MURPHY, Circuit Judge, joined in full by EBEL, KELLY, and O'BRIEN, Circuit Judges, and as to Part I by HARTZ, McCONNELL, and TYMKOVICH, Circuit Judges, concurring in part and dissenting in part.

I agree with the per curiam opinion that a movant for a preliminary injunction must make a heightened showing when the requested injunction will alter the status quo. As set out more fully below, such an approach is completely consistent with the historic purpose of the preliminary injunction. Accordingly, I join parts I, II, and III.A of the per curiam opinion. I must respectfully dissent, however, from the conclusion that O Centro Espirita Beneficiente Uniao do Vegetal ("UDV") has sufficiently shown its entitlement to a preliminary injunction prohibiting the United States from enforcing the Controlled Substances Act ("CSA"), 21 U.S.C. § 801 et seq.

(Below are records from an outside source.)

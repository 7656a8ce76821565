//! Luma3DS dump format version.

use std::fmt;

/// Packed Luma3DS crash dump version
///
/// The dump header stores the version of the Luma3DS build that wrote it as a
/// single `u32`: `major << 16 | minor << 8 | micro`. Ordering compares the
/// packed words.
///
/// ## Example
///
/// ```rust
/// use bertram_core::types::DumpVersion;
///
/// let version = DumpVersion::from_parts(1, 0, 2);
/// assert_eq!(version.raw(), 0x0001_0002);
/// assert_eq!(version.to_string(), "1.0.2");
/// assert!(version >= DumpVersion::MINIMUM_SUPPORTED);
/// ```
#[derive(Debug, Clone, Copy, PartialEq, Eq, PartialOrd, Ord, Hash)]
pub struct DumpVersion(u32);

impl DumpVersion
{
    /// Oldest dump layout the decoder understands (1.0.2)
    pub const MINIMUM_SUPPORTED: Self = Self::from_parts(1, 0, 2);

    /// Wrap a packed version word exactly as it appears in the header
    pub const fn new(raw: u32) -> Self
    {
        DumpVersion(raw)
    }

    /// Pack a `major.minor.micro` triple
    pub const fn from_parts(major: u16, minor: u8, micro: u8) -> Self
    {
        DumpVersion(((major as u32) << 16) | ((minor as u32) << 8) | micro as u32)
    }

    /// Packed representation, as written in the dump header
    pub const fn raw(self) -> u32
    {
        self.0
    }

    pub const fn major(self) -> u16
    {
        (self.0 >> 16) as u16
    }

    pub const fn minor(self) -> u8
    {
        (self.0 >> 8) as u8
    }

    pub const fn micro(self) -> u8
    {
        self.0 as u8
    }

    /// Whether the decoder accepts dumps of this version
    pub const fn is_supported(self) -> bool
    {
        self.0 >= Self::MINIMUM_SUPPORTED.0
    }
}

impl From<u32> for DumpVersion
{
    fn from(raw: u32) -> Self
    {
        DumpVersion(raw)
    }
}

impl From<DumpVersion> for u32
{
    fn from(version: DumpVersion) -> Self
    {
        version.0
    }
}

impl fmt::Display for DumpVersion
{
    fn fmt(&self, f: &mut fmt::Formatter<'_>) -> fmt::Result
    {
        write!(f, "{}.{}.{}", self.major(), self.minor(), self.micro())
    }
}

#[cfg(test)]
mod tests
{
    use super::*;

    #[test]
    fn test_parts_round_trip()
    {
        let version = DumpVersion::from_parts(10, 2, 1);
        assert_eq!(version.major(), 10);
        assert_eq!(version.minor(), 2);
        assert_eq!(version.micro(), 1);
        assert_eq!(DumpVersion::new(version.raw()), version);
    }

    #[test]
    fn test_minimum_is_inclusive()
    {
        assert!(!DumpVersion::from_parts(1, 0, 1).is_supported());
        assert!(DumpVersion::from_parts(1, 0, 2).is_supported());
        assert!(DumpVersion::from_parts(1, 1, 0).is_supported());
        assert!(DumpVersion::from_parts(13, 0, 0).is_supported());
    }

    #[test]
    fn test_ordering_is_numeric()
    {
        assert!(DumpVersion::from_parts(1, 0, 255) < DumpVersion::from_parts(1, 1, 0));
        assert!(DumpVersion::from_parts(1, 255, 255) < DumpVersion::from_parts(2, 0, 0));
    }

    #[test]
    fn test_display()
    {
        assert_eq!(DumpVersion::MINIMUM_SUPPORTED.to_string(), "1.0.2");
        assert_eq!(DumpVersion::from_parts(13, 1, 0).to_string(), "13.1.0");
    }
}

As a direct result of the preliminary injunction embraced by the majority, the United States is placed in violation of the United Nations Convention on Psychotropic Substances, Feb. 21, 1971, 32 U.S.T. 543 (hereinafter the "Convention"). I thus dissent from parts III.B and IV of the per curiam opinion.

I.
A. A Heightened Showing is Appropriate When the Requested Preliminary Injunction Would Alter the Status Quo

The Supreme Court has observed "that a preliminary injunction is an extraordinary and drastic remedy, one that should not be granted unless the movant, by a clear showing, carries the burden of persuasion." Mazurek v. Armstrong, 520 U.S. 968, 972, 117 S.Ct. 1865, 138 L.Ed.2d 162 (1997) (per curiam) (quotation omitted); accord SCFC ILC, Inc. v. Visa USA, Inc., 936 F.2d 1096, 1098 (10th Cir.1991) ("As a preliminary injunction is an extraordinary remedy, the right to relief must be clear and unequivocal." (citation omitted)); United States ex rel. Citizen Band Potawatomi Indian Tribe of Okla. v. Enter. Mgmt. Consultants, Inc., 883 F.2d 886, 888-89 (10th Cir.1989) ("Because it constitutes drastic relief to be provided with caution, a preliminary injunction should be granted only in cases where the necessity for it is clearly established."). The Supreme Court has further indicated that the "limited purpose" of a preliminary injunction "is merely to preserve the relative positions of the parties until a trial on the merits can be held." Univ. of Tex. v. Camenisch, 451 U.S. 390, 395, 101 S.Ct. 1830, 68 L.Ed.2d 175 (1981). Accordingly, courts should be hesitant to grant the extraordinary interim relief of a preliminary injunction in any particular case, but especially so when such an injunction would alter the status quo prior to a trial on the merits.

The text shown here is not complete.